The probes stem from a whistle-blower lawsuit by a lieutenant who attempted to account for the LAPD Metropolitan Division's weapons in May 2010.
Lt. Armando Perez alleged he discovered that SWAT members had purchased an unknown number of custom-made pistols from the gun maker Kimber Manufacturing and were "possibly reselling these Kimber firearms for large profits to people outside of Metro SWAT," the lawsuit said.
A report by the LAPD's inspector general, Alex Bustamante, said as many as 324 pistols had been purchased from Kimber. The Times reports there are about 60 SWAT officers, and the guns were intended to be used by the officers while on duty.
Investigators have been trying to determine how many of those guns were resold and to whom.
Federal and state laws restrict gun sales by people not registered as weapons dealers.
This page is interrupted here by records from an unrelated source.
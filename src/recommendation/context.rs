//! Clinical context for rule evaluation
//!
//! A `ClinicalContext` is built once per request. It classifies the patient's
//! diagnosis, selects the disorder rule set for that category and resolves
//! wearable baselines against configured defaults, so no stage has to repeat
//! that work.

use crate::config::WearableDefaults;
use crate::disorder::DisorderCategory;
use crate::recommendation::disorder_rules::{rules_for, DisorderRules};
use crate::types::{Averages, PatientContext, TrendSet};

/// Wearable baselines with defaults applied
#[derive(Debug, Clone, Copy, PartialEq)]
pub struct ResolvedWearable {
    /// Personal HRV baseline (ms)
    pub hrv_baseline: f64,
    /// Daily step goal
    pub steps_goal: u32,
    /// Device-reported average daily steps, when available
    pub steps_avg: Option<f64>,
}

impl ResolvedWearable {
    pub fn steps_goal_f64(&self) -> f64 {
        f64::from(self.steps_goal)
    }
}

/// Patient context with its disorder category and rule set resolved
pub struct ClinicalContext<'a> {
    patient: &'a PatientContext,
    category: DisorderCategory,
    rules: &'static dyn DisorderRules,
    wearable: Option<ResolvedWearable>,
    default_steps_goal: u32,
}

impl<'a> ClinicalContext<'a> {
    pub fn new(patient: &'a PatientContext, defaults: &WearableDefaults) -> Self {
        let category = DisorderCategory::classify(&patient.disorder, &patient.disorder_full);
        let wearable = patient.wearable.as_ref().map(|w| ResolvedWearable {
            hrv_baseline: w.hrv_baseline.unwrap_or(defaults.hrv_baseline_ms),
            steps_goal: w.steps_goal.unwrap_or(defaults.steps_goal),
            steps_avg: w.steps_avg,
        });

        Self {
            patient,
            category,
            rules: rules_for(category),
            wearable,
            default_steps_goal: defaults.steps_goal,
        }
    }

    pub fn patient(&self) -> &PatientContext {
        self.patient
    }

    pub fn category(&self) -> DisorderCategory {
        self.category
    }

    pub fn rules(&self) -> &'static dyn DisorderRules {
        self.rules
    }

    /// Wearable baselines; `None` when no device is attached
    pub fn wearable(&self) -> Option<&ResolvedWearable> {
        self.wearable.as_ref()
    }

    pub fn risk_score(&self) -> Option<f64> {
        self.patient.risk_score
    }

    /// Step goal from the wearable, or the configured default without one
    pub fn steps_goal(&self) -> f64 {
        f64::from(
            self.wearable
                .map(|w| w.steps_goal)
                .unwrap_or(self.default_steps_goal),
        )
    }

    /// Whether any medication entry mentions lithium
    pub fn takes_lithium(&self) -> bool {
        self.patient
            .medications
            .iter()
            .any(|m| m.to_lowercase().contains("lithium"))
    }
}

/// Biomarker values every stage evaluates
#[derive(Debug, Clone, Copy)]
pub struct RuleInput<'a> {
    pub averages: &'a Averages,
    pub trends: &'a TrendSet,
}

#[cfg(test)]
mod tests {
    use super::*;
    use crate::types::WearableBaselines;

    #[test]
    fn test_wearable_defaults_applied() {
        let patient = PatientContext {
            wearable: Some(WearableBaselines {
                hrv_baseline: None,
                steps_goal: Some(8000),
                steps_avg: None,
            }),
            ..Default::default()
        };
        let ctx = ClinicalContext::new(&patient, &WearableDefaults::default());

        let wearable = ctx.wearable().unwrap();
        assert_eq!(wearable.hrv_baseline, 50.0);
        assert_eq!(wearable.steps_goal, 8000);
        assert_eq!(ctx.steps_goal(), 8000.0);
    }

    #[test]
    fn test_default_goal_without_wearable() {
        let patient = PatientContext::default();
        let ctx = ClinicalContext::new(&patient, &WearableDefaults::default());

        assert!(ctx.wearable().is_none());
        assert_eq!(ctx.steps_goal(), 10_000.0);
        assert_eq!(ctx.category(), DisorderCategory::Other);
    }

    #[test]
    fn test_lithium_detection() {
        let patient = PatientContext {
            medications: vec!["Lamotrigine 100mg".to_string(), "LITHIUM carbonate".to_string()],
            ..Default::default()
        };
        assert!(ClinicalContext::new(&patient, &WearableDefaults::default()).takes_lithium());

        let patient = PatientContext {
            medications: vec!["Sertraline".to_string()],
            ..Default::default()
        };
        assert!(!ClinicalContext::new(&patient, &WearableDefaults::default()).takes_lithium());
    }
}
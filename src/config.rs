//! Analytics configuration
//!
//! Every clinical threshold used by the pipeline lives here as an immutable
//! value handed to the components at construction. All structs deserialize
//! with `#[serde(default)]`, so a JSON document only needs to name the values
//! it overrides.

use crate::error::AnalyticsError;
use serde::{Deserialize, Deserializer, Serialize};

/// Default current-window length in days
pub const DEFAULT_WINDOW_DAYS: usize = 7;

/// Default number of points required before trends are computed
pub const DEFAULT_MIN_TREND_POINTS: usize = 14;

/// Default number of recommendations returned per patient
pub const DEFAULT_MAX_RECOMMENDATIONS: usize = 6;

/// Top-level configuration for a patient or population computation
#[derive(Debug, Clone, Default, PartialEq, Serialize, Deserialize)]
#[serde(default)]
pub struct AnalyticsConfig {
    pub trend: TrendConfig,
    pub drivers: DriverConfig,
    pub engine: EngineConfig,
}

impl AnalyticsConfig {
    /// Load configuration from JSON and validate it
    pub fn from_json(json: &str) -> Result<Self, AnalyticsError> {
        let config: Self = serde_json::from_str(json)?;
        config.validate()?;
        Ok(config)
    }

    /// Serialize configuration to pretty JSON
    pub fn to_json(&self) -> Result<String, AnalyticsError> {
        serde_json::to_string_pretty(self).map_err(AnalyticsError::JsonError)
    }

    /// Reject configurations the pipeline cannot run with
    pub fn validate(&self) -> Result<(), AnalyticsError> {
        let result = self.check();
        if let Err(ref e) = result {
            tracing::warn!(error = %e, "rejected analytics configuration");
        }
        result
    }

    fn check(&self) -> Result<(), AnalyticsError> {
        if self.trend.window_days == 0 {
            return Err(AnalyticsError::InvalidConfig(
                "trend.window_days must be at least 1".to_string(),
            ));
        }
        if self.trend.min_trend_points < self.trend.window_days * 2 {
            return Err(AnalyticsError::InvalidConfig(format!(
                "trend.min_trend_points ({}) must cover two windows of {} days",
                self.trend.min_trend_points, self.trend.window_days
            )));
        }
        if self.engine.max_recommendations == 0 {
            return Err(AnalyticsError::InvalidConfig(
                "engine.max_recommendations must be at least 1".to_string(),
            ));
        }
        if !(0.0..=1.0).contains(&self.drivers.importance_cap) {
            return Err(AnalyticsError::InvalidConfig(format!(
                "drivers.importance_cap ({}) must be within 0-1",
                self.drivers.importance_cap
            )));
        }

        let values = [
            ("drivers.sleep.severe_change", self.drivers.sleep.severe_change),
            ("drivers.sleep.moderate_change", self.drivers.sleep.moderate_change),
            ("drivers.hrv.severe_change", self.drivers.hrv.severe_change),
            ("drivers.hrv.moderate_change", self.drivers.hrv.moderate_change),
            ("drivers.activity.severe_change", self.drivers.activity.severe_change),
            ("drivers.activity.moderate_change", self.drivers.activity.moderate_change),
            ("engine.sleep.critical_hours", self.engine.sleep.critical_hours),
            ("engine.sleep.low_hours", self.engine.sleep.low_hours),
            ("engine.sleep.optimal_min_hours", self.engine.sleep.optimal_min_hours),
            ("engine.sleep.optimal_max_hours", self.engine.sleep.optimal_max_hours),
            ("engine.hrv.severe_ratio", self.engine.hrv.severe_ratio),
            ("engine.hrv.moderate_ratio", self.engine.hrv.moderate_ratio),
            ("engine.activity.severe_ratio", self.engine.activity.severe_ratio),
            ("engine.activity.moderate_ratio", self.engine.activity.moderate_ratio),
            ("engine.activity.hyperactive_ratio", self.engine.activity.hyperactive_ratio),
            ("engine.risk.critical", self.engine.risk.critical),
            ("engine.risk.high", self.engine.risk.high),
            ("engine.risk.moderate", self.engine.risk.moderate),
            ("engine.mood_variability.high_pct", self.engine.mood_variability.high_pct),
            ("engine.mood_variability.moderate_pct", self.engine.mood_variability.moderate_pct),
            (
                "engine.medication.adherence_sleep_pct",
                self.engine.medication.adherence_sleep_pct,
            ),
            (
                "engine.medication.lithium_activity_ratio",
                self.engine.medication.lithium_activity_ratio,
            ),
            ("engine.positive_activity_ratio", self.engine.positive_activity_ratio),
            ("engine.defaults.hrv_baseline_ms", self.engine.defaults.hrv_baseline_ms),
        ];
        let channels = [
            ("drivers.sleep", &self.drivers.sleep),
            ("drivers.hrv", &self.drivers.hrv),
            ("drivers.activity", &self.drivers.activity),
        ];
        let weightings = channels.into_iter().flat_map(|(prefix, w)| {
            [
                ("severe_multiplier", w.severe_multiplier),
                ("moderate_multiplier", w.moderate_multiplier),
                ("fallback_importance", w.fallback_importance),
            ]
            .map(|(field, value)| (format!("{prefix}.{field}"), value))
        });
        let disorder = self
            .engine
            .disorder
            .named_values()
            .map(|(field, value)| (format!("engine.disorder.{field}"), value));

        let named = values
            .into_iter()
            .map(|(name, value)| (name.to_string(), value))
            .chain(weightings)
            .chain(disorder);
        for (name, value) in named {
            if !value.is_finite() || value < 0.0 {
                return Err(AnalyticsError::InvalidConfig(format!(
                    "{name} must be a finite non-negative number, got {value}"
                )));
            }
        }

        if self.engine.risk.high > self.engine.risk.critical {
            return Err(AnalyticsError::InvalidConfig(
                "engine.risk.high must not exceed engine.risk.critical".to_string(),
            ));
        }
        Ok(())
    }
}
The Times said the FBI was also looking into whether officers from the SIS, which conducts surveillance in major, high-risk cases, were also improperly reselling Kimber guns.
Andrea Ordin, president of the Police Commission, the department's watchdog, said the decision to alert federal authorities was probably made because they would be better qualified to assess whether any gun law had been violated.